_Work request_
Every line containing the string "JwtConfig" is to be copied from the records.

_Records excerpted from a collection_

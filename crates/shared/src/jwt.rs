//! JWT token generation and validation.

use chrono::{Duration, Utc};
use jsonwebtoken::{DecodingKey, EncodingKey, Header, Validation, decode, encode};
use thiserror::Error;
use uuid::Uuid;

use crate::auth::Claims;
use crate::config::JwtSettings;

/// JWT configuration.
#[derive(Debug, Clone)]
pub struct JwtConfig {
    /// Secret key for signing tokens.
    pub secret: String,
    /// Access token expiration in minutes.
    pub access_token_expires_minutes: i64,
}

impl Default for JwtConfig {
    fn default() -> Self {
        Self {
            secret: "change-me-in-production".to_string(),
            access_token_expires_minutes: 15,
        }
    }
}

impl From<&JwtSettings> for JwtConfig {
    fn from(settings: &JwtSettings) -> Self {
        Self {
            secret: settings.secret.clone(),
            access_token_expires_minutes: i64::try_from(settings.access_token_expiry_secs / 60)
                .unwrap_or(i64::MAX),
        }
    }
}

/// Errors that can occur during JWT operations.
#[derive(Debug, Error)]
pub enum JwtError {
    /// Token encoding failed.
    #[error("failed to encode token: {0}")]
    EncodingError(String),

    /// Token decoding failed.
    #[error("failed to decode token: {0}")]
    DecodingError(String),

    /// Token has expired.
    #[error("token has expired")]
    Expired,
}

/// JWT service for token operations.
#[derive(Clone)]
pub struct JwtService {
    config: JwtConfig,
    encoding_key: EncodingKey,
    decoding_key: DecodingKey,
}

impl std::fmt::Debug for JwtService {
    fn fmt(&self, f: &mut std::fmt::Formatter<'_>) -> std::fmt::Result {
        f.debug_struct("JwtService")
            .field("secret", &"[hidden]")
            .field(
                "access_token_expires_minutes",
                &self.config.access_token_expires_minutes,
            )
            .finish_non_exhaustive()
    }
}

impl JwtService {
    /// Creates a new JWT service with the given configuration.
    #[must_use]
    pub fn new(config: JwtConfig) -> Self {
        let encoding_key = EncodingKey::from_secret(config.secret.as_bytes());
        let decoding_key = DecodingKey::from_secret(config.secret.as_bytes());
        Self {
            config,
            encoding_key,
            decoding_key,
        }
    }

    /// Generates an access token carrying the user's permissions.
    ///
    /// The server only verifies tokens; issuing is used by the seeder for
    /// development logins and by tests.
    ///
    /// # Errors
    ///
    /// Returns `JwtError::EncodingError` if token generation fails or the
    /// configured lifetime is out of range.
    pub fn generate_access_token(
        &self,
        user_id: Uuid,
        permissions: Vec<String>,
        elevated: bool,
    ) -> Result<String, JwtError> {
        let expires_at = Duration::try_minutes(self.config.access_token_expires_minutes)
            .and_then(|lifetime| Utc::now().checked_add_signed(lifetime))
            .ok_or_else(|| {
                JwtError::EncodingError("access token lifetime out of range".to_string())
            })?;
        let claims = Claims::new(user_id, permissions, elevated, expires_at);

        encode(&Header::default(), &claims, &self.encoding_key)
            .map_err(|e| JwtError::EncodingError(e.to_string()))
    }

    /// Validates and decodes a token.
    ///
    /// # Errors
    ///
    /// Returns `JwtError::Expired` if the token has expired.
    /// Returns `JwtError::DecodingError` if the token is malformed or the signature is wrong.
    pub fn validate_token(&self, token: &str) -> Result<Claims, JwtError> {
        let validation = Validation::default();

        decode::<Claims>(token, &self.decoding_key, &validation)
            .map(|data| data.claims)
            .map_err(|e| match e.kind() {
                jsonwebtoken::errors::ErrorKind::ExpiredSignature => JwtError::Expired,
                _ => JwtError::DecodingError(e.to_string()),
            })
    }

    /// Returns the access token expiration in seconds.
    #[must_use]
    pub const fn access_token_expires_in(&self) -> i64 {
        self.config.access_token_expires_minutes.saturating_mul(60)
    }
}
...
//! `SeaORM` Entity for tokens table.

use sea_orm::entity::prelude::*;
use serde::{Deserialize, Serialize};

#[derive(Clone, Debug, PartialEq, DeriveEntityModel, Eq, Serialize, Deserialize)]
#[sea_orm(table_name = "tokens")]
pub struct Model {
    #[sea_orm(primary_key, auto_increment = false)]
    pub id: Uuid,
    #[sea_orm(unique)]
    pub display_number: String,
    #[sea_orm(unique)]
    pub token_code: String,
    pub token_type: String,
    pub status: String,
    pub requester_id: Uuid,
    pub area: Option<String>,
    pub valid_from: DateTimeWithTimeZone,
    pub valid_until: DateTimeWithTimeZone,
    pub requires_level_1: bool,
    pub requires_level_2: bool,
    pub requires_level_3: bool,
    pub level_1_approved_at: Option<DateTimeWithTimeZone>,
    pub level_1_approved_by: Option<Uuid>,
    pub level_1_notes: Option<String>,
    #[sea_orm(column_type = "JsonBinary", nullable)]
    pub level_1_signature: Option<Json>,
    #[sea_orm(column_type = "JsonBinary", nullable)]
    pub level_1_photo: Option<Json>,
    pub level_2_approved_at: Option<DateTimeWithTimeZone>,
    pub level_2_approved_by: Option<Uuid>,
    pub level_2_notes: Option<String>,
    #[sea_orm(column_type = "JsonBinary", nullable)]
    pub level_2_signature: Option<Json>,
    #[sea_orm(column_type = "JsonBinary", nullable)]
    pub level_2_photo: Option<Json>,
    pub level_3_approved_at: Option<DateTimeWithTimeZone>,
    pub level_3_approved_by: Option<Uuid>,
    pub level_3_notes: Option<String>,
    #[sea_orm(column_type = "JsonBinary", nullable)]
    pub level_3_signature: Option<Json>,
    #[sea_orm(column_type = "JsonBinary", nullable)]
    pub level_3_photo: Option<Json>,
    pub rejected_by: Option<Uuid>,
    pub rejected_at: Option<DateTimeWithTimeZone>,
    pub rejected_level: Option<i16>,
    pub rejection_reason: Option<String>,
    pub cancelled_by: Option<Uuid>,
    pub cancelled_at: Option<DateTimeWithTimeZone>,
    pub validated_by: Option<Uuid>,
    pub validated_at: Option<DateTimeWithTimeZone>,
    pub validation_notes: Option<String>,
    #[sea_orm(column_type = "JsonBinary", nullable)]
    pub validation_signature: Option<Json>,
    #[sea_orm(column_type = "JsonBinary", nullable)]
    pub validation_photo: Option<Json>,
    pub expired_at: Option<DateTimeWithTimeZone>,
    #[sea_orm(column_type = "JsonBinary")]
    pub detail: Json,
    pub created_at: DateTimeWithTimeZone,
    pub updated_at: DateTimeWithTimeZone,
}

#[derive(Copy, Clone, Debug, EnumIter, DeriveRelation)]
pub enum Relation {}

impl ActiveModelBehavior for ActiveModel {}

_Reply_
pub struct JwtConfig {
impl Default for JwtConfig {
impl From<&JwtSettings> for JwtConfig {
    config: JwtConfig,
    pub fn new(config: JwtConfig) -> Self {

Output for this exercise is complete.